In this plant the leaves are bipinnately compound with a swollen pulvinus at the bases of each leaf and similar but smaller pulvinules at the bases of each leaflet or pinna. If a terminal pinnule of a leaflet is touched or given a shock treatment, the stimulus passes downward to the pulvinule and all the pinnules of that leaflet get successively closed in pairs. Now the stimulus passes to the other pinnae or leaflets so that their pinnules also close down and finally it reaches the pulvinus resulting in drooping of whole of the leaf (Fig. 21.11 A, B). Whole of this process is completed just in few seconds.
The pulvinus contains a number of specialised large thin walled parenchymatous cells called motor cells which undergo reversible changes in turgor in response to the stimulus. When stimulus reaches the pulvinus, the osmotic pressure of motor cells is decreased. Consequently, water is released from them into intercellular spaces and they suddenly collapse resulting in drooping down of the leaflets and the leaf.
After the lapse of sometime, the leaf recovers from the shock or touch stimulus, the turgor of motor cells is restored and the leaflets and the leaf come in their normal erect position (see, Fig. 21.11 A & C). It is now well established that almost any part of Mimosa plant can perceive the stimulus and transmits it to the pulvinus as electric pulses through phloem sieve tubes at velocities up to 2 cm s-1. The appearance of the action potential is correlated with rapid uptake of protons (H+).
When action potential reaches the pulvinus, it stimulates rapid efflux of both K+ and sugars from motor cells into the apoplast (cell walls and intercellular spaces) decreasing their osmotic pressure. Consequently, water is released from the motor cells, which now become flaccid due to loss of turgor and collapse resulting in drooping down of the leaf. After sometime, reverse changes occur to restore the turgor of motor cells and the leaf comes in its original straight position again.
Some scientists especially Hermann Schildknetcht (1983, 1984), have found certain chemical substances isolated from phloem sap of Mimosa pudica and Acacia Karroo (the latter plant is not senstive to touch but exhibits nyctinasty) which activate pulvini in these plants when applied to cut end of the stem. These chemical substances have been called as turgorins by Schildknetcht and are identified as β-D-glucosides of gallic acid. Chemical structure of one of the most active turgorins (previously known as periodic leaf movement factors (PLMFs) is given in Fig. 21.12.

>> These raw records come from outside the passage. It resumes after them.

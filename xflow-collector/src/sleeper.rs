//! Sleep abstraction for the collection loop.
//!
//! The loop ticks once per second; tests substitute a sleeper that returns
//! immediately and records how long it was asked to wait.

use std::sync::atomic::{AtomicU64, Ordering};
use std::sync::Arc;
use std::time::Duration;

/// Trait for sleeping between loop ticks.
pub trait Sleeper: Send + Sync {
    /// Sleep for the specified number of seconds.
    fn sleep_sec(&self, seconds: u64);
}

/// Sleeper backed by `std::thread::sleep`.
#[derive(Debug, Default, Clone, Copy)]
pub struct RealSleeper;

impl RealSleeper {
    pub fn new() -> Self {
        Self
    }
}

impl Sleeper for RealSleeper {
    fn sleep_sec(&self, seconds: u64) {
        std::thread::sleep(Duration::from_secs(seconds));
    }
}

/// Returns immediately, accumulating the requested sleep time.
/// Cloning shares the total.
#[derive(Debug, Default, Clone)]
pub struct MockSleeper {
    slept: Arc<AtomicU64>,
}

impl MockSleeper {
    pub fn new() -> Self {
        Self::default()
    }

    /// Total seconds requested so far.
    pub fn total_slept(&self) -> u64 {
        self.slept.load(Ordering::SeqCst)
    }
}

impl Sleeper for MockSleeper {
    fn sleep_sec(&self, seconds: u64) {
        self.slept.fetch_add(seconds, Ordering::SeqCst);
    }
}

It is believed that turgorins may give rise to action potential in a manner similar to the neurotransmitter acetylcholine in animals but at a much lower velocity (Action potential travels along the animal nerve cells at velocities of tens of meters per second; plants do not have nerve tissues and the action potential may travel only upto 2 cm s-1). In both the cases (plants and animals), action potentials are caused by flexes of specific ions across the cell membranes.
(Turgorins are so named because they act on turgor of pulvini. These have been isolated from over a dozen higher plants which exhibit nyctinastic movements and are believed to be hormones that control nastic movements).
(iii) Thigmonastic or haptonastic movements:
The movements are found in the leaves of Drosera (Sundew) and Dionaea (Venus Fly Trap) and result in response to the touch stimulus of the insects. In Drosera, as soon as an insect sits on the leaf, the tentacles curve inward to trap the insect. Similarly in Dionaea, the two halves of the leaf curve upward along the midrib. These parts of the leaves come to their normal position after the insect has been digested.
Movement Type # 3. Hygroscopic Movements:
These movements are found only in dead parts of the plants which are hygroscopic in nature and result either due to loss or gain of water by them from the atmosphere. Hygroscopic movements can best be observed in the elaters in bryophytes, peristome teeth in moss capsules, elaters of Equisetum spores etc.